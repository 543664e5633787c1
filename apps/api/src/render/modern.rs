//! Modern: centered header on a primary-to-secondary gradient, full-width
//! profile, then a two-thirds main column beside a one-third sidebar.

use crate::layout::page::PAGE_WIDTH_PX;
use crate::models::{ResumeData, TemplateKind};
use crate::render::column::Column;
use crate::render::context::RenderContext;
use crate::render::sections::{self, SectionLook};
use crate::render::surface::{Section, Surface};
use crate::render::TemplateRenderer;
use crate::style::Rgb;

const PAD: f32 = 32.0;
const GUTTER: f32 = 32.0;
const GRADIENT_STEPS: usize = 48;

pub struct ModernTemplate;

impl TemplateRenderer for ModernTemplate {
    fn kind(&self) -> TemplateKind {
        TemplateKind::Modern
    }

    fn render(&self, data: &ResumeData, ctx: &RenderContext) -> Surface {
        let mut surface = Surface::new(self.kind(), ctx.palette.background);
        let info = &data.personal_info;

        let mut header_text = Surface::new(self.kind(), ctx.palette.background);
        let mut header = Column::new(PAD, 40.0, PAGE_WIDTH_PX - 2.0 * PAD);
        header.centered(&mut header_text, &info.full_name(), ctx.heading(30.0, Rgb::WHITE));
        header.gap(8.0);
        header.centered(&mut header_text, &info.title, ctx.body(20.0, Rgb::WHITE));
        let contact = sections::contact_lines(info).join("  ·  ");
        if !contact.is_empty() {
            surface.mark_section(Section::Contact);
            header.gap(16.0);
            header.centered(&mut header_text, &contact, ctx.body(14.0, Rgb::WHITE));
        }
        let band_height = (header.y + 40.0).max(140.0);

        // Horizontal gradient as vertical strips.
        let strip = PAGE_WIDTH_PX / GRADIENT_STEPS as f32;
        for i in 0..GRADIENT_STEPS {
            let t = i as f32 / (GRADIENT_STEPS - 1) as f32;
            let color = ctx.palette.primary.mix(ctx.palette.secondary, t);
            // Overlap by a pixel so no seams show after rasterization.
            surface.rect(i as f32 * strip, 0.0, strip + 1.0, band_height, color);
        }
        for element in header_text.elements() {
            surface.push(element.clone());
        }

        let look = SectionLook {
            heading_size: 20.0,
            heading_color: ctx.palette.text,
            heading_rule: Some(ctx.palette.primary),
            ..SectionLook::new(ctx)
        };

        let inner = PAGE_WIDTH_PX - 2.0 * PAD;
        let mut full = Column::new(PAD, band_height + PAD, inner);
        sections::summary(&mut full, &mut surface, ctx, data, &look);

        let side_width = (inner - 2.0 * GUTTER) / 3.0;
        let main_width = inner - side_width - GUTTER;
        let mut main = Column::new(PAD, full.y, main_width);
        let mut side = Column::new(PAD + main_width + GUTTER, full.y, side_width);

        sections::experience(&mut main, &mut surface, ctx, data, &look);
        sections::education(&mut main, &mut surface, ctx, data, &look);

        sections::skills(&mut side, &mut surface, ctx, data, &look);
        sections::languages(&mut side, &mut surface, ctx, data, &look);
        sections::certifications(&mut side, &mut surface, ctx, data, &look);

        surface.fit_to(main.y.max(side.y), PAD);
        surface
    }
}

+ + + +

**Your instructions:** Say how many lines of the material above contain the string "ModernTemplate". Write nothing but the number.

**Answer to the problem:** 2